Stored items from a collection:
##########

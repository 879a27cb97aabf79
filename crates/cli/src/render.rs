//! Plain-text rendering of storefront views.

use std::io::{self, Write};

use cake_shop_core::{Cake, ImageRef};
use cake_shop_storefront::cart::Cart;
use cake_shop_storefront::projection::SortKey;

/// Longest image reference printed before it is shortened.
const MAX_IMAGE_WIDTH: usize = 48;

/// One line describing the current listing.
pub fn write_listing_header(
    out: &mut impl Write,
    count: usize,
    search_term: &str,
    sort_key: SortKey,
) -> io::Result<()> {
    let noun = if count == 1 { "cake" } else { "cakes" };
    if search_term.is_empty() {
        writeln!(out, "{count} {noun}, sorted by {}", sort_key.label())
    } else {
        writeln!(
            out,
            "{count} {noun} matching \"{search_term}\", sorted by {}",
            sort_key.label()
        )
    }
}

/// Shop cards: name, price, short description and how many are in the cart.
pub fn write_cake_list(out: &mut impl Write, cakes: &[&Cake], cart: &Cart) -> io::Result<()> {
    if cakes.is_empty() {
        return writeln!(out, "  No cakes found.");
    }
    for cake in cakes {
        write!(out, "  #{:<3} {}  {}", cake.id.as_u32(), cake.name, cake.price)?;
        if let Some(line) = cart.line(cake.id) {
            write!(out, "  ({} in cart)", line.quantity)?;
        }
        writeln!(out)?;
        if !cake.description.is_empty() {
            writeln!(out, "        {}", cake.description)?;
        }
    }
    Ok(())
}

/// Detail view for one cake.
pub fn write_cake_detail(out: &mut impl Write, cake: &Cake, in_cart: u32) -> io::Result<()> {
    writeln!(out, "{} (#{})", cake.name, cake.id)?;
    writeln!(out, "{}", cake.price)?;
    writeln!(out, "Image: {}", short_image(&cake.image_url))?;
    writeln!(out)?;
    let text = if cake.long_description.is_empty() {
        &cake.description
    } else {
        &cake.long_description
    };
    writeln!(out, "{text}")?;
    if in_cart > 0 {
        writeln!(out)?;
        writeln!(out, "{in_cart} in your cart")?;
    }
    Ok(())
}

/// Cart lines with line totals, then the item count and order total.
pub fn write_cart(out: &mut impl Write, cart: &Cart) -> io::Result<()> {
    if cart.is_empty() {
        return writeln!(out, "Your cart is empty.");
    }
    for line in cart.lines() {
        writeln!(
            out,
            "  #{:<3} {}  {} x {} = {}",
            line.id.as_u32(),
            line.name,
            line.price,
            line.quantity,
            line.line_total()
        )?;
    }
    writeln!(
        out,
        "Items: {}  Total: {}",
        cart.total_item_count(),
        cart.total_price()
    )
}

/// Admin table of the whole catalog, in catalog order.
pub fn write_admin_table(out: &mut impl Write, cakes: &[Cake]) -> io::Result<()> {
    writeln!(out, "{:<4} {:<24} {:>9}  Image", "ID", "Name", "Price")?;
    for cake in cakes {
        writeln!(
            out,
            "{:<4} {:<24} {:>9}  {}",
            cake.id.as_u32(),
            cake.name,
            cake.price.to_string(),
            short_image(&cake.image_url)
        )?;
    }
    Ok(())
}

/// Image references can be whole files as data URLs; keep them to one line.
fn short_image(image: &ImageRef) -> String {
    let text = image.as_str();
    if image.is_embedded() {
        let header = text.split(',').next().unwrap_or(text);
        return format!("{header},... ({} bytes)", text.len());
    }
    if text.chars().count() <= MAX_IMAGE_WIDTH {
        return text.to_string();
    }
    let prefix: String = text.chars().take(MAX_IMAGE_WIDTH - 3).collect();
    format!("{prefix}...")
}

#[cfg(test)]
#[allow(clippy::unwrap_used)]
mod tests {
    use cake_shop_core::CakeId;
    use cake_shop_storefront::catalog::Catalog;

    use super::*;

    fn render(f: impl FnOnce(&mut Vec<u8>) -> io::Result<()>) -> String {
        let mut out = Vec::new();
        f(&mut out).unwrap();
        String::from_utf8(out).unwrap()
    }

    #[test]
    fn test_cart_lines_and_totals() {
        let catalog = Catalog::seeded();
        let mut cart = Cart::new();
        let velvet = catalog.get(CakeId::new(1)).unwrap();
        cart.add(velvet);
        cart.add(velvet);

        let text = render(|out| write_cart(out, &cart));
        let total = velvet.price * 2;
        assert!(text.contains(&format!("{} x 2 = {total}", velvet.price)));
        assert!(text.ends_with(&format!("Items: 2  Total: {total}\n")));
    }

    #[test]
    fn test_empty_views() {
        assert_eq!(render(|out| write_cart(out, &Cart::new())), "Your cart is empty.\n");
        assert_eq!(
            render(|out| write_cake_list(out, &[], &Cart::new())),
            "  No cakes found.\n"
        );
    }

    #[test]
    fn test_listing_header() {
        let text = render(|out| write_listing_header(out, 1, "cream", SortKey::PriceAsc));
        assert_eq!(text, "1 cake matching \"cream\", sorted by Price (Low to High)\n");

        let text = render(|out| write_listing_header(out, 6, "", SortKey::NameAsc));
        assert_eq!(text, "6 cakes, sorted by Name (A-Z)\n");
    }

    #[test]
    fn test_list_marks_cart_quantity() {
        let catalog = Catalog::seeded();
        let mut cart = Cart::new();
        cart.add(catalog.get(CakeId::new(2)).unwrap());
        let cakes: Vec<&Cake> = catalog.cakes().iter().collect();

        let text = render(|out| write_cake_list(out, &cakes, &cart));
        assert_eq!(text.matches("(1 in cart)").count(), 1);
        assert!(text.contains("Chocolate Decadence"));
    }

    #[test]
    fn test_embedded_image_is_shortened() {
        let image = ImageRef::embedded("image/png", &"A".repeat(400));
        let short = short_image(&image);
        assert!(short.starts_with("data:image/png;base64,..."));
        assert!(short.len() < 60);

        let long = ImageRef::new(format!("https://example.com/{}", "x".repeat(80)));
        assert_eq!(short_image(&long).chars().count(), MAX_IMAGE_WIDTH);
    }

    #[test]
    fn test_admin_table_lists_every_cake() {
        let catalog = Catalog::seeded();
        let text = render(|out| write_admin_table(out, catalog.cakes()));
        assert_eq!(text.lines().count(), 1 + catalog.len());
        for cake in catalog.cakes() {
            assert!(text.contains(&cake.name));
            assert!(text.contains(&cake.price.to_string()));
        }
    }
}
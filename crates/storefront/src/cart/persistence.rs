//! Cart persistence in local storage.
//!
//! The cart is stored as a JSON array of lines under [`CART_STORAGE_KEY`]:
//!
//! ```json
//! [{"id":1,"name":"Velvet Dream","price":24.99,"imageUrl":"https://...","quantity":2}]
//! ```
//!
//! Saving rewrites the whole array. Loading happens once at startup.

use thiserror::Error;
use tracing::{debug, instrument};

use cake_shop_core::CartLine;

use super::Cart;
use crate::storage::{LocalStorage, StorageError};

/// Fixed key the cart is stored under.
pub const CART_STORAGE_KEY: &str = "cake-shop-cart";

/// Errors reading or writing the stored cart.
#[derive(Debug, Error)]
pub enum CartPersistError {
    #[error("cart storage failed: {0}")]
    Storage(#[from] StorageError),

    #[error("stored cart is malformed: {0}")]
    Malformed(#[from] serde_json::Error),
}

/// Read the stored cart. A missing key is an empty cart.
///
/// # Errors
///
/// Returns `CartPersistError` if storage cannot be read or holds something
/// other than a list of cart lines.
#[instrument(skip(storage))]
pub fn load_cart(storage: &impl LocalStorage) -> Result<Cart, CartPersistError> {
    let Some(raw) = storage.get_item(CART_STORAGE_KEY)? else {
        debug!("No stored cart");
        return Ok(Cart::new());
    };
    let lines: Vec<CartLine> = serde_json::from_str(&raw)?;
    let cart = Cart::from_lines(lines);
    debug!(lines = cart.len(), "Loaded stored cart");
    Ok(cart)
}

/// Overwrite the stored cart with `cart`.
///
/// # Errors
///
/// Returns `CartPersistError` if the cart cannot be written.
pub fn save_cart(storage: &mut impl LocalStorage, cart: &Cart) -> Result<(), CartPersistError> {
    let raw = serde_json::to_string(cart)?;
    storage.set_item(CART_STORAGE_KEY, &raw)?;
    Ok(())
}

#[cfg(test)]
#[allow(clippy::unwrap_used)]
mod tests {
    use cake_shop_core::{Cake, CakeId, ImageRef};

    use super::*;
    use crate::storage::MemoryStorage;

    fn sample_cart() -> Cart {
        let cake = Cake {
            id: CakeId::new(1),
            name: "Velvet Dream".to_string(),
            description: String::new(),
            long_description: String::new(),
            price: "24.99".parse().unwrap(),
            image_url: ImageRef::new("https://example.com/v.jpg"),
        };
        let mut cart = Cart::new();
        cart.add(&cake);
        cart.add(&cake);
        cart
    }

    #[test]
    fn test_missing_key_is_empty_cart() {
        let storage = MemoryStorage::new();
        assert!(load_cart(&storage).unwrap().is_empty());
    }

    #[test]
    fn test_save_then_load() {
        let mut storage = MemoryStorage::new();
        let cart = sample_cart();

        save_cart(&mut storage, &cart).unwrap();
        assert_eq!(load_cart(&storage).unwrap(), cart);
    }

    #[test]
    fn test_stored_format() {
        let mut storage = MemoryStorage::new();
        save_cart(&mut storage, &sample_cart()).unwrap();

        let raw = storage.get_item(CART_STORAGE_KEY).unwrap().unwrap();
        assert_eq!(
            raw,
            r#"[{"id":1,"name":"Velvet Dream","price":24.99,"imageUrl":"https://example.com/v.jpg","quantity":2}]"#
        );
    }

    #[test]
    fn test_malformed_value() {
        let storage = MemoryStorage::new().with_item(CART_STORAGE_KEY, "{not json");
        assert!(matches!(
            load_cart(&storage),
            Err(CartPersistError::Malformed(_))
        ));

        let storage = MemoryStorage::new().with_item(CART_STORAGE_KEY, r#"{"id":1}"#);
        assert!(matches!(
            load_cart(&storage),
            Err(CartPersistError::Malformed(_))
        ));
    }

    #[test]
    fn test_storage_failures_surface() {
        let mut storage = MemoryStorage::disabled();
        assert!(matches!(
            load_cart(&storage),
            Err(CartPersistError::Storage(StorageError::Unavailable))
        ));
        assert!(matches!(
            save_cart(&mut storage, &sample_cart()),
            Err(CartPersistError::Storage(StorageError::Unavailable))
        ));
    }
}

##########

> Problem requirements
Report each line of the data in which "order" occurs.

> Response area
/// Cart lines with line totals, then the item count and order total.
/// Admin table of the whole catalog, in catalog order.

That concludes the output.